Новый Мир (№ 2 2009)
Шрифт:
На мой же взгляд, название убрали правильно (другое дело, что не придумали лучшего). Русская культура со своими драматическими противоречиями, крайностями и враждебностью разных лагерей и персонажей по отношению друг к другу — какой же это хор? Вон издательство “Летний сад” затеяло поэтическую серию “Волшебный хор” — и то хора не получается. Да и само определение Ахматовой какое-то выспреннее, если только не связано с некими ассоциациями. Волков не зря задает Бродскому вопрос, цитата ли это. На месте “ахматоведов” я бы подергала ниточку “Ахматова и Моцарт”: известно, что она любила Моцарта, а по свидетельству литературоведа Виленкина даже занималась изучением его личности и творчества. Связь ахматовского “Реквиема” с моцартовским несомненна, почему бы не подумать, не связано ли и определение “волшебный хор” с “Волшебной флейтой”, заканчивающейся хором “посвященных”, жрецов? (Понимание поэта как жреца не чуждо Ахматовой.)

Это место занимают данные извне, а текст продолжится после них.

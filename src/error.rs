// Copyright (c) 2025 Ronan LE MEILLAT, SCTG Development
// This file is part of the rust-sensorstream project and is licensed under the
// SCTG Development Non-Commercial License v1.0 (see LICENSE.md for details).

//! Domain errors shared by the sensor drivers and the acquisition scheduler

use thiserror::Error;

use crate::sensor::SensorKind;

pub use crate::bus::BusError;
pub use crate::dispatch::DispatchError;

/// Errors raised while opening or reading a sensor
#[derive(Error, Debug)]
pub enum SensorError {
    /// The identity register did not hold the expected value
    #[error(
        "{sensor} identity mismatch at address 0x{address:02X}: expected 0x{expected:02X}, found 0x{found:02X}"
    )]
    IdentityMismatch {
        sensor: SensorKind,
        address: u8,
        expected: u8,
        found: u8,
    },

    #[error("Bus error: {0}")]
    Io(#[from] BusError),

    #[error("Sensor did not answer within {timeout_ms} ms")]
    Timeout { timeout_ms: u64 },

    #[error("Sensor handle is closed")]
    Closed,
}

#[cfg(test)]
mod tests {
    use super::*;

    #[test]
    fn test_identity_mismatch_message() {
        let err = SensorError::IdentityMismatch {
            sensor: SensorKind::Adxl345,
            address: 0x53,
            expected: 0xE5,
            found: 0x00,
        };
        assert_eq!(
            err.to_string(),
            "ADXL345 identity mismatch at address 0x53: expected 0xE5, found 0x00"
        );
    }

    #[test]
    fn test_bus_error_conversion() {
        let err: SensorError = BusError::NoDevice { address: 0x1D }.into();
        assert!(matches!(err, SensorError::Io(BusError::NoDevice { address: 0x1D })));
    }
}
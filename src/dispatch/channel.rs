// Copyright (c) 2025 Ronan LE MEILLAT, SCTG Development
// This file is part of the rust-sensorstream project and is licensed under the
// SCTG Development Non-Commercial License v1.0 (see LICENSE.md for details).

//! Channel target
//!
//! Forwards every context into a tokio mpsc channel so that a host program
//! can consume samples in-process.

use async_trait::async_trait;
use serde_json::{json, Value};
use tokio::sync::mpsc;

use super::{DispatchContext, DispatchError, DispatchTarget};

/// Target sending samples to an in-process receiver
#[derive(Debug, Clone)]
pub struct ChannelTarget {
    sender: mpsc::UnboundedSender<DispatchContext>,
}

impl ChannelTarget {
    pub fn new(sender: mpsc::UnboundedSender<DispatchContext>) -> Self {
        Self { sender }
    }

    /// Create a target together with the receiving end of its channel
    pub fn channel() -> (Self, mpsc::UnboundedReceiver<DispatchContext>) {
        let (sender, receiver) = mpsc::unbounded_channel();
        (Self::new(sender), receiver)
    }
}

#[async_trait]
impl DispatchTarget for ChannelTarget {
    fn name(&self) -> &str {
        "channel"
    }

    async fn dispatch(&self, context: &DispatchContext) -> Result<Value, DispatchError> {
        self.sender
            .send(context.clone())
            .map_err(|_| DispatchError::ChannelClosed)?;
        Ok(json!({ "queued": true }))
    }
}

#[cfg(test)]
mod tests {
    use super::*;
    use crate::sensor::SensorKind;

    fn context() -> DispatchContext {
        DispatchContext {
            handler_id: "vibration".to_string(),
            sensor: SensorKind::Adxl345,
            timestamp: chrono::Utc::now(),
            attributes: Vec::new(),
        }
    }

    #[tokio::test]
    async fn test_channel_delivers_context() {
        let (target, mut receiver) = ChannelTarget::channel();
        target.dispatch(&context()).await.unwrap();

        let received = receiver.recv().await.unwrap();
        assert_eq!(received.handler_id, "vibration");
    }

    #[tokio::test]
    async fn test_closed_channel() {
        let (target, receiver) = ChannelTarget::channel();
        drop(receiver);

        let err = target.dispatch(&context()).await.unwrap_err();
        assert!(matches!(err, DispatchError::ChannelClosed));
    }
}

Но не будем уходить в сторону от книги Волкова, утратившей в русском
На мой взгляд, книга “Шостакович и Сталин” была написана в предельно ясной манере, с оглядкой на западного читателя, которому автор терпеливо объяснял не только кто такой Кащей Бессмертный или Чапаев, но и кто такой Пушкин. Я отмечала эту особенность работы Волкова в статье “Тайный поединок” (“Новый мир”, 2005, № 2).
Популяризаторская направленность новой книги и ее ориентированность на западного читателя еще более очевидна. Человек, закончивший самую обычную русскую школу, не нуждается в том, чтобы ему объясняли, кто такие Лев Толстой, Максим Горький или Блок (во всяком случае, те, кто не усвоили это из школьного курса, уж точно не возьмут в руки книгу “История русской культуры”). Но достаточно образованный англоязычный читатель вполне может иметь отдаленное представление о русской культуре, и ему стоит разжевать: “Толстой проповедовал предельное опрощение жизни, считал всякую власть безнравственной и незаконной и при этом призывал к непротивлению злу”.
Обратим внимание на слово “путеводитель”, недаром присутствующее в рецензиях на книгу Волкова. Путеводители, как правило, пишутся для туристов, для людей, впервые знакомящихся с чужими городами и чужой культурой. Хороший путеводитель компилятивен и не предполагает личного вклада автора в науку, но требует от него умения организовать избыточный материал, занимательно насадив его на некий стержень.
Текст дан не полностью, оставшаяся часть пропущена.